People v. Haughey
Before: Cashin
CASHIN, J.
Appellant was charged jointly with William L. Rhinehart and two others named Gleason and Robinsqn with the crime of conspiracy to commit a series of robberies, together with the commission of five separate offenses of robbery. Appellant and Rhinehart were found guilty of the offense first mentioned, the former being also convicted on three of the robbery counts. The jury disagreed as to his guilt on the remaining counts and the trial court set aside the verdict on two of the robbery charges. A motion
[543]
for a new trial was denied, from which order and from the judgment the appeal was taken.
Appellant urges as grounds for reversal an insufficiency of the evidence to sustain the verdict and that the court erred in its rulings on objections to the admission of evidence and its instructions to the jury.

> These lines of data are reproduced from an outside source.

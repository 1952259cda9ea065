use log::{debug, warn};
use std::sync::Arc;

use super::capital_calls_model::{CallOutcome, CapitalCall, NewCapitalCall};
use super::capital_calls_traits::{CapitalCallRepositoryTrait, CapitalCallServiceTrait};
use crate::allocations::AllocationRepositoryTrait;
use crate::db::{with_write_retry, DbTransactionExecutor};
use crate::events::{DomainEvent, DomainEventSink};
use crate::lifecycle::{self, AllocationSnapshot};
use crate::money::Amount;
use crate::{Error, Result};

/// Service for issuing capital calls.
///
/// Every call is created inside one write-locked transaction that reads the
/// current call rows, validates the event through the state machine, inserts
/// the call, and overwrites the allocation's cached aggregates - so a
/// concurrent call or payment can never interleave into an over-commitment.
pub struct CapitalCallService<E: DbTransactionExecutor + Send + Sync> {
    call_repository: Arc<dyn CapitalCallRepositoryTrait>,
    allocation_repository: Arc<dyn AllocationRepositoryTrait>,
    event_sink: Arc<dyn DomainEventSink>,
    transaction_executor: E,
}

impl<E: DbTransactionExecutor + Send + Sync> CapitalCallService<E> {
    /// Creates a new CapitalCallService instance.
    pub fn new(
        call_repository: Arc<dyn CapitalCallRepositoryTrait>,
        allocation_repository: Arc<dyn AllocationRepositoryTrait>,
        event_sink: Arc<dyn DomainEventSink>,
        transaction_executor: E,
    ) -> Self {
        Self {
            call_repository,
            allocation_repository,
            event_sink,
            transaction_executor,
        }
    }
}

#[async_trait::async_trait]
impl<E: DbTransactionExecutor + Send + Sync> CapitalCallServiceTrait for CapitalCallService<E> {
    async fn create_call(&self, new_call: NewCapitalCall) -> Result<CallOutcome> {
        new_call.validate()?;
        debug!("Creating capital call for allocation {}", new_call.allocation_id);

        let call_repository = self.call_repository.clone();
        let allocation_repository = self.allocation_repository.clone();

        let outcome = with_write_retry("create_call", || {
            let call_repository = call_repository.clone();
            let allocation_repository = allocation_repository.clone();
            let new_call = new_call.clone();

            self.transaction_executor.execute(move |conn| {
                let allocation =
                    allocation_repository.get_in_transaction(&new_call.allocation_id, conn)?;

                // Idempotent replay: a retry with the same key returns the
                // original call and leaves the ledger untouched.
                if let Some(key) = &new_call.idempotency_key {
                    if let Some(existing) =
                        call_repository.find_by_idempotency_key_in_transaction(key, conn)?
                    {
                        return Ok::<_, Error>(CallOutcome::new(existing, allocation, true));
                    }
                }

                // The call rows are the source of truth for the invariant;
                // recompute rather than trust the cached aggregates.
                let calls =
                    call_repository.list_for_allocation_in_transaction(&allocation.id, conn)?;
                let called = Amount::sum(calls.iter().map(|c| c.call_amount))?;
                let funded = Amount::sum(calls.iter().map(|c| c.paid_amount))?;
                if called != allocation.called_amount || funded != allocation.funded_amount {
                    warn!(
                        "Aggregate drift on allocation {}: cached called/funded {}/{} vs recomputed {}/{}; using recomputed values",
                        allocation.id,
                        allocation.called_amount,
                        allocation.funded_amount,
                        called,
                        funded
                    );
                }

                let snapshot = AllocationSnapshot {
                    allocation_id: allocation.id.clone(),
                    committed: allocation.committed_amount,
                    called,
                    funded,
                    written_off: allocation.written_off_at.is_some(),
                };
                let amount = new_call.amount.resolve(allocation.committed_amount)?;
                let transition = lifecycle::validate_create_call(&snapshot, amount)?;

                let call = call_repository
                    .create_in_transaction(new_call.into_call(amount), conn)?;
                allocation_repository.update_aggregates_in_transaction(
                    &allocation.id,
                    transition.called,
                    transition.funded,
                    conn,
                )?;
                let refreshed =
                    allocation_repository.get_in_transaction(&allocation.id, conn)?;

                Ok(CallOutcome::new(call, refreshed, false))
            })
        })?;

        if !outcome.idempotent_replay {
            self.event_sink.emit(DomainEvent::capital_calls_changed(
                outcome.allocation.id.clone(),
                vec![outcome.call.id.clone()],
                outcome.status,
            ));
        }

        Ok(outcome)
    }

    fn get_call(&self, call_id: &str) -> Result<CapitalCall> {
        self.call_repository.get_by_id(call_id)
    }

    fn get_calls_for_allocation(&self, allocation_id: &str) -> Result<Vec<CapitalCall>> {
        self.call_repository.list_for_allocation(allocation_id)
    }

    fn get_overdue_calls(&self, as_of: chrono::NaiveDate) -> Result<Vec<CapitalCall>> {
        self.call_repository.list_overdue(as_of)
    }
}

Gleason and Robinson, who were offered as witnesses for the prosecution, testified in substance that they, with appellant and Rhinehart, planned the commission of a series of robberies which were perpetrated by them; that appellant’s part therein was to telephone to prospective victims and ask for immediate delivery of illicit liquor to a fictitious person at a certain address; that upon compliance the other conspirators would force an entrance into the residence of their victims or that such person would be followed and robbed when the opportunity arose. Specific instances of such robberies were related by the witnesses. Several persons testified to the fact that they had been robbed by the methods described; one of the witnesses indentified Rhine-hart as one of his assailants and testified that a certain stickpin, shown by the evidence to have been sold by appellant, was taken from the witness on the occasion of the robbery. At the trial appellant admitted his acquaintance with the other defendants and the sale by him of the pin, testifying that the sale was made at the request of Robinson, he not knowing that the pin had been stolen. While the possession of stolen property unexplained is not sufficient to show guilt, it is a circumstance tending to show guilt, and may be considered by the jury in connection with other testimony
(People
v.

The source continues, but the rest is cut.